“aos poucos fui descobrindo que não-monogamia precisava significar fazer as pessoas se sentirem mais valiosas, e nunca menos. e que deveria estimular o auto-cuidado, e não cometer nenhum dos dois erros opostos a isso: agir de forma egoísta em relação às dependências emocionais que por ventura surgissem entre pessoas não-monogâmicas, ou agir como se essa dependência emocional não existisse, fosse desimportante, ou não fosse problema seu. se não-monogamia não podia significar ter uma obrigação com a outra pessoa, então automaticamente precisava significar que eu tenho uma responsabilidade de ajudá-la a cuidar-se, pra que jamais nossa relação se tornasse escravizante e dependente.
[...] se existe uma não-monogamia individualista, que pressupõe que minha liberdade afetiva, sexual ou romântica deve ser colocada à frente da nossa responsabilidade coletiva de construir novas formas de relação e de afeto, então no mesmo segundo eu me situarei numa então fundada ‘não-monogamia social’, oposta a esta primeira. não quero simplesmente poder me desvincular de mulheres (trans e cis) e pessoas trans que não se sentiram livres o suficiente para se relacionar comigo. quero que nossa relação seja parte de um esforço político para destruirmos conjuntamente nossas correntes.

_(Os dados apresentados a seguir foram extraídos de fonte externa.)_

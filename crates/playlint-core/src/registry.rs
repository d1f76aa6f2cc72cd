//! Rule registry: descriptors, aliases, tags and matchers.

use std::collections::{BTreeMap, HashMap};

use crate::ids;
use crate::rule::{Matcher, RuleDescriptor};
use crate::types::Severity;

/// Errors raised while building a rule set.
#[derive(Debug, thiserror::Error, PartialEq, Eq)]
pub enum RegistryError {
    /// Two rules share an id.
    #[error("rule '{id}' is registered twice")]
    DuplicateRule {
        /// The repeated id.
        id: String,
    },

    /// An alias collides with another rule's id or alias.
    #[error("alias '{alias}' of rule '{rule}' is already used by '{existing}'")]
    AliasConflict {
        /// The colliding alias.
        alias: String,
        /// Rule declaring the alias.
        rule: String,
        /// Rule already owning the name.
        existing: String,
    },
}

/// A registered rule.
#[derive(Debug)]
pub struct RuleEntry {
    descriptor: RuleDescriptor,
    matcher: Option<Matcher>,
}

impl RuleEntry {
    /// Metadata of the rule.
    #[must_use]
    pub fn descriptor(&self) -> &RuleDescriptor {
        &self.descriptor
    }

    /// Matcher, absent for rules emitted by the engine itself.
    #[must_use]
    pub fn matcher(&self) -> Option<&Matcher> {
        self.matcher.as_ref()
    }

    /// Canonical id.
    #[must_use]
    pub fn id(&self) -> &str {
        &self.descriptor.id
    }
}

/// Set of rules available to one run. Passed explicitly, never global.
#[derive(Debug, Default)]
pub struct RuleSet {
    entries: Vec<RuleEntry>,
    names: HashMap<String, usize>,
    tags: BTreeMap<String, Vec<usize>>,
}

impl RuleSet {
    /// Creates a set holding only the engine's own rules.
    #[must_use]
    pub fn new() -> Self {
        let mut set = Self::empty();
        for descriptor in internal_descriptors() {
            set.push(descriptor, None);
        }
        set
    }

    /// Creates a set with no rules at all.
    #[must_use]
    pub fn empty() -> Self {
        Self::default()
    }

    /// Registers a rule.
    ///
    /// # Errors
    ///
    /// Returns an error if the id is taken or an alias collides.
    pub fn register(&mut self, matcher: Matcher) -> Result<(), RegistryError> {
        let descriptor = matcher.descriptor();
        self.insert(descriptor, Some(matcher))
    }

    /// Registers metadata for a rule that has no matcher.
    ///
    /// # Errors
    ///
    /// Returns an error if the id is taken or an alias collides.
    pub fn register_descriptor(&mut self, descriptor: RuleDescriptor) -> Result<(), RegistryError> {
        self.insert(descriptor, None)
    }

    fn insert(
        &mut self,
        descriptor: RuleDescriptor,
        matcher: Option<Matcher>,
    ) -> Result<(), RegistryError> {
        self.check_names(&descriptor)?;
        self.push(descriptor, matcher);
        Ok(())
    }

    fn check_names(&self, descriptor: &RuleDescriptor) -> Result<(), RegistryError> {
        if let Some(&idx) = self.names.get(&descriptor.id) {
            let existing = &self.entries[idx].descriptor.id;
            if *existing == descriptor.id {
                return Err(RegistryError::DuplicateRule {
                    id: descriptor.id.clone(),
                });
            }
            return Err(RegistryError::AliasConflict {
                alias: descriptor.id.clone(),
                rule: descriptor.id.clone(),
                existing: existing.clone(),
            });
        }
        for alias in &descriptor.aliases {
            if let Some(&idx) = self.names.get(alias) {
                return Err(RegistryError::AliasConflict {
                    alias: alias.clone(),
                    rule: descriptor.id.clone(),
                    existing: self.entries[idx].descriptor.id.clone(),
                });
            }
        }
        Ok(())
    }

    /// Appends a rule whose names are known to be free.
    fn push(&mut self, descriptor: RuleDescriptor, matcher: Option<Matcher>) {
        let idx = self.entries.len();
        self.names.insert(descriptor.id.clone(), idx);
        for alias in &descriptor.aliases {
            self.names.insert(alias.clone(), idx);
        }
        for tag in &descriptor.tags {
            self.tags.entry(tag.clone()).or_default().push(idx);
        }
        tracing::trace!(rule = %descriptor.id, capability = %descriptor.capability, "registered rule");
        self.entries.push(RuleEntry {
            descriptor,
            matcher,
        });
    }

    /// Looks up a rule by id or alias.
    #[must_use]
    pub fn lookup_by_id(&self, name: &str) -> Option<&RuleEntry> {
        self.names.get(name).map(|&idx| &self.entries[idx])
    }

    /// Rules carrying `tag`, in registration order.
    #[must_use]
    pub fn lookup_by_tag(&self, tag: &str) -> Vec<&RuleEntry> {
        self.tags
            .get(tag)
            .map(|idxs| idxs.iter().map(|&i| &self.entries[i]).collect())
            .unwrap_or_default()
    }

    /// Resolves an id or alias to the canonical id.
    #[must_use]
    pub fn canonical_id(&self, name: &str) -> Option<&str> {
        self.lookup_by_id(name).map(RuleEntry::id)
    }

    /// Returns true if `name` is a known id, alias or tag.
    #[must_use]
    pub fn knows(&self, name: &str) -> bool {
        self.names.contains_key(name) || self.tags.contains_key(name)
    }

    /// All rules, in registration order.
    pub fn all(&self) -> impl Iterator<Item = &RuleEntry> {
        self.entries.iter()
    }

    /// Fixable rules with a matcher, in ascending id order.
    #[must_use]
    pub fn fixable(&self) -> Vec<&RuleEntry> {
        let mut rules: Vec<_> = self
            .entries
            .iter()
            .filter(|e| e.descriptor.fixable && e.matcher.is_some())
            .collect();
        rules.sort_by(|a, b| a.id().cmp(b.id()));
        rules
    }

    /// Every tag in use, sorted.
    pub fn tags(&self) -> impl Iterator<Item = &str> {
        self.tags.keys().map(String::as_str)
    }

    /// Checks whether `name` (id, alias or tag, optionally `name[sub]`)
    /// selects a finding of `rule_id` with `sub_tag`.
    #[must_use]
    pub fn selects(&self, name: &str, rule_id: &str, sub_tag: Option<&str>) -> bool {
        let (base, sub) = split_sub_tag(name);
        if let Some(entry) = self.lookup_by_id(base) {
            return entry.id() == rule_id && sub.map_or(true, |s| Some(s) == sub_tag);
        }
        sub.is_none()
            && self
                .lookup_by_id(rule_id)
                .is_some_and(|e| e.descriptor.has_tag(base))
    }

    /// Number of registered rules.
    #[must_use]
    pub fn len(&self) -> usize {
        self.entries.len()
    }

    /// Returns true if no rule is registered.
    #[must_use]
    pub fn is_empty(&self) -> bool {
        self.entries.is_empty()
    }
}

/// Splits `id[sub]` into `("id", Some("sub"))`.
#[must_use]
pub fn split_sub_tag(name: &str) -> (&str, Option<&str>) {
    match name.split_once('[') {
        Some((base, rest)) => (base, Some(rest.trim_end_matches(']'))),
        None => (name, None),
    }
}

fn internal_descriptors() -> Vec<RuleDescriptor> {
    vec![
        RuleDescriptor::internal(ids::PARSER_ERROR, "Document is not well-formed", Severity::Error)
            .unsuppressible(),
        RuleDescriptor::internal(
            ids::LOAD_FAILURE,
            "Referenced document could not be loaded",
            Severity::Error,
        )
        .unsuppressible(),
        RuleDescriptor::internal(
            ids::INTERNAL_ERROR,
            "A rule failed while checking a document",
            Severity::Error,
        ),
        RuleDescriptor::internal(
            ids::SUPPRESSION_SYNTAX,
            "Suppression directive could not be understood",
            Severity::Warning,
        ),
        RuleDescriptor::internal(
            ids::FIX_FAILED,
            "Applied fix did not resolve the finding",
            Severity::Error,
        ),
    ]
}

#[cfg(test)]
mod tests {
    use super::*;
    use crate::context::LineContext;
    use crate::rule::{Finding, LineRule, Rule};

    struct Named(&'static str, &'static [&'static str]);

    impl Rule for Named {
        fn id(&self) -> &'static str {
            self.0
        }
        fn aliases(&self) -> &'static [&'static str] {
            self.1
        }
        fn tags(&self) -> &'static [&'static str] {
            &["formatting"]
        }
        fn fixable(&self) -> bool {
            true
        }
    }

    impl LineRule for Named {
        fn check_line(&self, _ctx: &LineContext<'_>) -> Vec<Finding> {
            Vec::new()
        }
    }

    #[test]
    fn new_set_holds_internal_rules() {
        let set = RuleSet::new();
        assert_eq!(set.len(), 5);
        let parser = set.lookup_by_id(ids::PARSER_ERROR).unwrap();
        assert!(!parser.descriptor().suppressible);
        assert!(parser.matcher().is_none());
        assert_eq!(set.lookup_by_tag(ids::CORE_TAG).len(), 5);
    }

    #[test]
    fn engine_rule_ids_cannot_be_registered_again() {
        let mut set = RuleSet::new();
        for id in [ids::PARSER_ERROR, ids::LOAD_FAILURE, ids::FIX_FAILED] {
            let err = set.register(Matcher::line(Named(id, &[]))).unwrap_err();
            assert!(matches!(err, RegistryError::DuplicateRule { .. }));
        }
        assert_eq!(set.len(), 5);
    }

    #[test]
    fn aliases_resolve_to_canonical_id() {
        let mut set = RuleSet::new();
        set.register(Matcher::line(Named("yaml", &["201"]))).unwrap();
        assert_eq!(set.canonical_id("201"), Some("yaml"));
        assert!(set.knows("formatting"));
        assert!(set.selects("201", "yaml", Some("truthy")));
        assert!(set.selects("yaml[truthy]", "yaml", Some("truthy")));
        assert!(!set.selects("yaml[truthy]", "yaml", Some("line-length")));
        assert!(set.selects("formatting", "yaml", None));
        assert!(!set.selects("unknown", "yaml", None));
    }

    #[test]
    fn duplicate_ids_and_alias_conflicts_are_rejected() {
        let mut set = RuleSet::new();
        set.register(Matcher::line(Named("yaml", &["201"]))).unwrap();
        assert_eq!(
            set.register(Matcher::line(Named("yaml", &[]))),
            Err(RegistryError::DuplicateRule { id: "yaml".into() })
        );
        assert!(matches!(
            set.register(Matcher::line(Named("other", &["201"]))),
            Err(RegistryError::AliasConflict { .. })
        ));
    }

    #[test]
    fn fixable_rules_sorted_by_id() {
        let mut set = RuleSet::new();
        set.register(Matcher::line(Named("yaml", &[]))).unwrap();
        set.register(Matcher::line(Named("eof", &[]))).unwrap();
        let ids: Vec<_> = set.fixable().iter().map(|e| e.id()).collect();
        assert_eq!(ids, vec!["eof", "yaml"]);
    }
}
//! Profiles: a cumulative ladder of rule sets.
//!
//! Each profile contains every rule of the profiles below it plus the rules
//! that name it as their own.

use serde::Serialize;
use std::collections::BTreeSet;

use crate::registry::RuleSet;

/// One rung of the ladder.
#[derive(Debug, Clone, PartialEq, Eq, Serialize)]
pub struct Profile {
    /// Profile name.
    pub name: String,
    /// Description.
    pub description: String,
    /// Canonical ids of every rule in the profile, inherited ones included.
    pub rules: BTreeSet<String>,
}

impl Profile {
    /// Returns true if the profile contains `rule_id`.
    #[must_use]
    pub fn contains(&self, rule_id: &str) -> bool {
        self.rules.contains(rule_id)
    }
}

/// Ordered profiles, lowest first.
#[derive(Debug, Clone, Default, Serialize)]
pub struct Profiles {
    ladder: Vec<Profile>,
}

impl Profiles {
    /// Builds the ladder from `(name, description)` pairs and the rules'
    /// own profile declarations. Rules naming a profile outside the ladder
    /// belong to none.
    #[must_use]
    pub fn new(ladder: &[(&str, &str)], rules: &RuleSet) -> Self {
        let mut profiles = Vec::with_capacity(ladder.len());
        let mut inherited = BTreeSet::new();
        for (name, description) in ladder {
            for entry in rules.all() {
                if entry.descriptor().profile.as_deref() == Some(*name) {
                    inherited.insert(entry.id().to_string());
                }
            }
            profiles.push(Profile {
                name: (*name).to_string(),
                description: (*description).to_string(),
                rules: inherited.clone(),
            });
        }
        for entry in rules.all() {
            if let Some(profile) = &entry.descriptor().profile {
                if !ladder.iter().any(|(name, _)| name == profile) {
                    tracing::warn!(rule = %entry.id(), profile = %profile, "rule names an unknown profile");
                }
            }
        }
        Self { ladder: profiles }
    }

    /// Looks up a profile.
    #[must_use]
    pub fn get(&self, name: &str) -> Option<&Profile> {
        self.ladder.iter().find(|p| p.name == name)
    }

    /// Lowest profile containing `rule_id`.
    #[must_use]
    pub fn lowest_containing(&self, rule_id: &str) -> Option<&str> {
        self.ladder
            .iter()
            .find(|p| p.contains(rule_id))
            .map(|p| p.name.as_str())
    }

    /// Profiles, lowest first.
    #[must_use]
    pub fn ladder(&self) -> &[Profile] {
        &self.ladder
    }

    /// Profile names, lowest first.
    pub fn names(&self) -> impl Iterator<Item = &str> {
        self.ladder.iter().map(|p| p.name.as_str())
    }
}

[...] a questão é: queremos que relações livres sejam meramente relações que extrapolam para além das relações exclusivas entre pares, ou queremos que sejam relações onde questionamos os pilares da imposição, do sofrimento e da opressão relacionadas especificamente às formas como organizamos nossos relacionamentos?
[...] eu acho que eu tenho uma responsabilidade de ajudar a pessoa a construir essa relação, e que ela também pode me ajudar a construir a minha. que se existe algo de sororário e solidário a se explorar nas relações livres, é justamente este potencial de que as pessoas percebam que, não somente devemos nos relacionar, mas nos ajudar a desconstruir a monogamia. nos ajudar a construir autonomia sobre nós. nos ajudar a ter consciência de que somos, antes de mais nada, nós. e que antes de mais nada podemos ter uma afetividade, um amor e uma sexualidade que nos é própria. e tudo aquilo que o patriarcado roubou da gente, é nosso.
[...] eu acredito que estar numa relação livre não é só exigir, mas é fornecer autonomia. eu acredito que estar numa relação livre é ajudar a outra pessoa a não precisar de você.
[...] eu acredito que não-monogamia significa liberdade, mas uma liberdade real. material. plenamente física: ela acontece quando não sofremos quando estaríamos sofrendo, quando não nos deprimimos quando teríamos nos deprimido, quando sentimos compersão onde sentiríamos ciúme, quando sentimos saudade onde sentiríamos angústia.
Talvez a própria noção de “mulher ciumenta” seja problemática, talvez a noção de “ciúme” é que esteja despolitizada. Talvez se trate de parar de chamar insegurança de ciúmes, haja vista que tal uso protege a supremacia masculina, mas certamente se trata de tomar uma postura sororária em relação às mulheres que experienciam insegurança, e não de tratar o ciúmes como uma simples espinha a ser espremida pra fora de nossos corpos. É preciso abraçar estas pessoas e discutir com elas as raízes daquilo que nos está prendendo. Do contrário, estamos somente isolando quem está mais preso do que nós, e nos beneficiando dessa higienização".